(ASSIGNMENT) Each entry has to be printed again exactly.

(DATA PROVIDED)

* * *

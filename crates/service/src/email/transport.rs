use std::time::Duration;

use async_trait::async_trait;
use serde::{Deserialize, Serialize};
use thiserror::Error;

use configs::MailConfig;

#[derive(Debug, Clone, PartialEq, Serialize)]
pub struct OutgoingMail {
    pub from: String,
    pub to: Vec<String>,
    pub cc: Vec<String>,
    pub subject: String,
    /// Plain text body.
    pub text: String,
    /// `text` with newlines turned into `<br>`.
    pub html: String,
}

impl OutgoingMail {
    pub fn new(from: &str, to: &[String], cc: &[String], subject: &str, body: &str) -> Self {
        Self {
            from: from.to_string(),
            to: to.to_vec(),
            cc: cc.to_vec(),
            subject: subject.to_string(),
            text: body.to_string(),
            html: body.replace('\n', "<br>"),
        }
    }
}

#[derive(Debug, Error)]
pub enum TransportError {
    #[error("mail relay request failed: {0}")]
    Request(#[from] reqwest::Error),
    #[error("mail relay rejected the message ({status}): {body}")]
    Rejected { status: u16, body: String },
    #[error("mail relay reply carried no message id")]
    MissingMessageId,
}

/// Delivers one message and returns the provider's message id.
#[cfg_attr(test, mockall::automock)]
#[async_trait]
pub trait MailTransport: Send + Sync {
    async fn send(&self, mail: &OutgoingMail) -> Result<String, TransportError>;
}

/// Posts messages as JSON to an HTTP mail relay.
pub struct HttpRelayTransport {
    client: reqwest::Client,
    url: String,
    api_key: Option<String>,
}

#[derive(Deserialize)]
#[serde(rename_all = "camelCase")]
struct RelayReply {
    message_id: Option<String>,
    id: Option<String>,
}

impl HttpRelayTransport {
    pub fn new(url: impl Into<String>, api_key: Option<String>, timeout: Duration) -> Result<Self, TransportError> {
        let client = reqwest::Client::builder().timeout(timeout).build()?;
        Ok(Self { client, url: url.into(), api_key })
    }

    /// `None` when no relay is configured.
    pub fn from_config(cfg: &MailConfig) -> Result<Option<Self>, TransportError> {
        match &cfg.relay_url {
            Some(url) => Ok(Some(Self::new(url, cfg.api_key.clone(), Duration::from_secs(cfg.timeout_secs))?)),
            None => Ok(None),
        }
    }
}

#[async_trait]
impl MailTransport for HttpRelayTransport {
    async fn send(&self, mail: &OutgoingMail) -> Result<String, TransportError> {
        let mut req = self.client.post(&self.url).json(mail);
        if let Some(key) = &self.api_key {
            req = req.bearer_auth(key);
        }
        let resp = req.send().await?;
        let status = resp.status();
        if !status.is_success() {
            let body = resp.text().await.unwrap_or_default();
            return Err(TransportError::Rejected { status: status.as_u16(), body });
        }
        let reply: RelayReply = resp.json().await?;
        reply.message_id.or(reply.id).ok_or(TransportError::MissingMessageId)
    }
}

* * *

(ANSWER SECTION)
filename crates/service/src/email/transport.rs
use std::time::Duration;

use async_trait::async_trait;
use serde::{Deserialize, Serialize};
use thiserror::Error;

use configs::MailConfig;

#[derive(Debug, Clone, PartialEq, Serialize)]
pub struct OutgoingMail {
    pub from: String,
    pub to: Vec<String>,
    pub cc: Vec<String>,
    pub subject: String,
    /// Plain text body.
    pub text: String,
    /// `text` with newlines turned into `<br>`.
    pub html: String,
}

impl OutgoingMail {
    pub fn new(from: &str, to: &[String], cc: &[String], subject: &str, body: &str) -> Self {
        Self {
            from: from.to_string(),
            to: to.to_vec(),
            cc: cc.to_vec(),
            subject: subject.to_string(),
            text: body.to_string(),
            html: body.replace('\n', "<br>"),
        }
    }
}

#[derive(Debug, Error)]
pub enum TransportError {
    #[error("mail relay request failed: {0}")]
    Request(#[from] reqwest::Error),
    #[error("mail relay rejected the message ({status}): {body}")]
    Rejected { status: u16, body: String },
    #[error("mail relay reply carried no message id")]
    MissingMessageId,
}

/// Delivers one message and returns the provider's message id.
#[cfg_attr(test, mockall::automock)]
#[async_trait]
pub trait MailTransport: Send + Sync {
    async fn send(&self, mail: &OutgoingMail) -> Result<String, TransportError>;
}

/// Posts messages as JSON to an HTTP mail relay.
pub struct HttpRelayTransport {
    client: reqwest::Client,
    url: String,
    api_key: Option<String>,
}

#[derive(Deserialize)]
#[serde(rename_all = "camelCase")]
struct RelayReply {
    message_id: Option<String>,
    id: Option<String>,
}

impl HttpRelayTransport {
    pub fn new(url: impl Into<String>, api_key: Option<String>, timeout: Duration) -> Result<Self, TransportError> {
        let client = reqwest::Client::builder().timeout(timeout).build()?;
        Ok(Self { client, url: url.into(), api_key })
    }

    /// `None` when no relay is configured.
    pub fn from_config(cfg: &MailConfig) -> Result<Option<Self>, TransportError> {
        match &cfg.relay_url {
            Some(url) => Ok(Some(Self::new(url, cfg.api_key.clone(), Duration::from_secs(cfg.timeout_secs))?)),
            None => Ok(None),
        }
    }
}

#[async_trait]
impl MailTransport for HttpRelayTransport {
    async fn send(&self, mail: &OutgoingMail) -> Result<String, TransportError> {
        let mut req = self.client.post(&self.url).json(mail);
        if let Some(key) = &self.api_key {
            req = req.bearer_auth(key);
        }
        let resp = req.send().await?;
        let status = resp.status();
        if !status.is_success() {
            let body = resp.text().await.unwrap_or_default();
            return Err(TransportError::Rejected { status: status.as_u16(), body });
        }
        let reply: RelayReply = resp.json().await?;
        reply.message_id.or(reply.id).ok_or(TransportError::MissingMessageId)
    }
}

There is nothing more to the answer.